Collected data
------------------------------

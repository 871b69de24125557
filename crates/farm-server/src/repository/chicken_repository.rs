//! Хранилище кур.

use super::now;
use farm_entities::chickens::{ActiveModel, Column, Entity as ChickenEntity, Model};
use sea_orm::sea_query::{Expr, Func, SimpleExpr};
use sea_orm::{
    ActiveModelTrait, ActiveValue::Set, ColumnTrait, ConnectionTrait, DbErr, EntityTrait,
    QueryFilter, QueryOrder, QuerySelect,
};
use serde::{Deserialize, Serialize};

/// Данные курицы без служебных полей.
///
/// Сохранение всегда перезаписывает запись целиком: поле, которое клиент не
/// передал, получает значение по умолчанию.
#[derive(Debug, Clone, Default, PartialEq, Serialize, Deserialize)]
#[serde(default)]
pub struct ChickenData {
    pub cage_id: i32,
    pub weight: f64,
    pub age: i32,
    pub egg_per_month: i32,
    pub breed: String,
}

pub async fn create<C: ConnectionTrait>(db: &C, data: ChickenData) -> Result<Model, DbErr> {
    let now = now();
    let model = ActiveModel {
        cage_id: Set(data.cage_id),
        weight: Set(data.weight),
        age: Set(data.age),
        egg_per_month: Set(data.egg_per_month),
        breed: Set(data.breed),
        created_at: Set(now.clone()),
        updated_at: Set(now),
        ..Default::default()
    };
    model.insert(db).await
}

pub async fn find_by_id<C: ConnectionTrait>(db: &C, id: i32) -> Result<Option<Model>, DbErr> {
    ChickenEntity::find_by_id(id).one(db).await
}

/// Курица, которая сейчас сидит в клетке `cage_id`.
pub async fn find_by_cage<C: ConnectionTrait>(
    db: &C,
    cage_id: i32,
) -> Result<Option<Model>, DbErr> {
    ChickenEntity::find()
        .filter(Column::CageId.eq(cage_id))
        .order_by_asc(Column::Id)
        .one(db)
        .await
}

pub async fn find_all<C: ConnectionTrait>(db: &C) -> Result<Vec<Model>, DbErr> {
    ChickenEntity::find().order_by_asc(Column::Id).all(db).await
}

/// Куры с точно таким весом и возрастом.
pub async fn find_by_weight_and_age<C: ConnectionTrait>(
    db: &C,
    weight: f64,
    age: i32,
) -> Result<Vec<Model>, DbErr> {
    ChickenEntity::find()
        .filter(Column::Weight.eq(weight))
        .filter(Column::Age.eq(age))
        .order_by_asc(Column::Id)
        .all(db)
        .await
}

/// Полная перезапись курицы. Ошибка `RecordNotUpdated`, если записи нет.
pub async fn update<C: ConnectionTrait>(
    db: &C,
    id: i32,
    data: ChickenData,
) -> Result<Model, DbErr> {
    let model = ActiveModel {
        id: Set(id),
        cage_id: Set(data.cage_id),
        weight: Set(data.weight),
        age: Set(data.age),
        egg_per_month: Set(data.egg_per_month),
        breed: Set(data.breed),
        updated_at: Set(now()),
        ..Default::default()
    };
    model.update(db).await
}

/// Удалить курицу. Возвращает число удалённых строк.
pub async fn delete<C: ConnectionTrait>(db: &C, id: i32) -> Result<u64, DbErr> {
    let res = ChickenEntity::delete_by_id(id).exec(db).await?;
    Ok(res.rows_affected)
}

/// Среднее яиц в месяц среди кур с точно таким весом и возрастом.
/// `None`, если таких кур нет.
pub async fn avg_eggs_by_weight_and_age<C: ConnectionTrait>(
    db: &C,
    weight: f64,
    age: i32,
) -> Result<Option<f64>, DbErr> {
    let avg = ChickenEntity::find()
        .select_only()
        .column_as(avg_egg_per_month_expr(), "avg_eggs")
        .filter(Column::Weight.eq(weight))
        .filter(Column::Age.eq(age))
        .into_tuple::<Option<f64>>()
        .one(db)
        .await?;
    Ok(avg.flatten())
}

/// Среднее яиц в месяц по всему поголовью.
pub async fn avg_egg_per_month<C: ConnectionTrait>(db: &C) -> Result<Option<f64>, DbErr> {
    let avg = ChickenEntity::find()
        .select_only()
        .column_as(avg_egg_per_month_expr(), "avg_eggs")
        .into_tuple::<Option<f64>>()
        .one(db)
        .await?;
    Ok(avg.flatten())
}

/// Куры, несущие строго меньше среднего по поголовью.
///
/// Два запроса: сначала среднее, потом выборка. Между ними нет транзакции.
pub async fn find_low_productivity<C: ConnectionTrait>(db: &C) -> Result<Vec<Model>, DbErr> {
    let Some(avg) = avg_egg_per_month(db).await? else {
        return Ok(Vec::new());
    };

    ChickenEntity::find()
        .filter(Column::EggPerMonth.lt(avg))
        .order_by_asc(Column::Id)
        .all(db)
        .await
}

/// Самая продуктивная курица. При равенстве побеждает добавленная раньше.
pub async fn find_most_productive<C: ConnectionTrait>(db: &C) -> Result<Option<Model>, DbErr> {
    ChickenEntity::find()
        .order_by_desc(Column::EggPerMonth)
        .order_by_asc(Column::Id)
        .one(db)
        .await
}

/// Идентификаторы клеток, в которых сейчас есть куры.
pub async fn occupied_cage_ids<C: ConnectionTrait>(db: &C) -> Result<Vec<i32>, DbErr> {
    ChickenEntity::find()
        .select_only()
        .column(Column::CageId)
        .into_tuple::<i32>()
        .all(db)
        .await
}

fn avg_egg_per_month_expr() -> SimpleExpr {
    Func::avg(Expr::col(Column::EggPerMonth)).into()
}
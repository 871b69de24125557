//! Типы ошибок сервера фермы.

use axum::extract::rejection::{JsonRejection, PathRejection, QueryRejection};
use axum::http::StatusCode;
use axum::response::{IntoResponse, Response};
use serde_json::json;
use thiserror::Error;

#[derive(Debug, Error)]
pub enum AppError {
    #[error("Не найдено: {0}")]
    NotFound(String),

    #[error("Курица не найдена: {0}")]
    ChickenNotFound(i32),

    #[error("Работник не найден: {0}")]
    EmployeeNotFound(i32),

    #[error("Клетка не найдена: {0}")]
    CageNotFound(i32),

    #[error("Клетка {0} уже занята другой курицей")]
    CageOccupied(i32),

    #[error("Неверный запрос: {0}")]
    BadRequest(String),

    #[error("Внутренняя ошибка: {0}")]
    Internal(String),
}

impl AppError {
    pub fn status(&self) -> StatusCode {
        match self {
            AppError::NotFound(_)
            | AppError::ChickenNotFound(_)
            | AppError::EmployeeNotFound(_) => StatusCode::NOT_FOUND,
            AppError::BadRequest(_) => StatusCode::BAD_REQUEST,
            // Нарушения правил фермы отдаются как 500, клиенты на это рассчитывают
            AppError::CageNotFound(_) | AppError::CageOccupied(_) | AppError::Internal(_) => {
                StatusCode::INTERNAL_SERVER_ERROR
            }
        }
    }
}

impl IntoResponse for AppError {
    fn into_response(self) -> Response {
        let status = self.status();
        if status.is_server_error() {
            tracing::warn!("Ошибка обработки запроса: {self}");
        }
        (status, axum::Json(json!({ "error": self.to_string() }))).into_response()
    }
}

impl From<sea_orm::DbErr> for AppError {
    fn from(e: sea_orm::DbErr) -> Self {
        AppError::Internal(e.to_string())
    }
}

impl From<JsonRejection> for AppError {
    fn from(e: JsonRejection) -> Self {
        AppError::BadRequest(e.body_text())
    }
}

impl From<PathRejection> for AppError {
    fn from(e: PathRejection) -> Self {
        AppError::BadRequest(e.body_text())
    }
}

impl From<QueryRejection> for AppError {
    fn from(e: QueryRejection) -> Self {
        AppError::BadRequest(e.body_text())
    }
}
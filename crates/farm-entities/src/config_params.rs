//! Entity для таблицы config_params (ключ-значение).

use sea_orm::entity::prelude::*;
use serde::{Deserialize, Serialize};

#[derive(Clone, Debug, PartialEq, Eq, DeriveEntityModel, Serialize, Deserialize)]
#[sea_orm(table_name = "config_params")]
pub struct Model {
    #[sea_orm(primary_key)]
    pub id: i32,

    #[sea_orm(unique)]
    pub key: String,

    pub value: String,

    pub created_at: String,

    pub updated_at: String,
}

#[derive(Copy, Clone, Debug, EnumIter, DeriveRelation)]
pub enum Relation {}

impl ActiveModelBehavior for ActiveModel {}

------------------------------

## Brief
Copy here each line of the preceding records with "если" in it.

## Completed task
/// Полная перезапись курицы. Ошибка `RecordNotUpdated`, если записи нет.
/// `None`, если таких кур нет.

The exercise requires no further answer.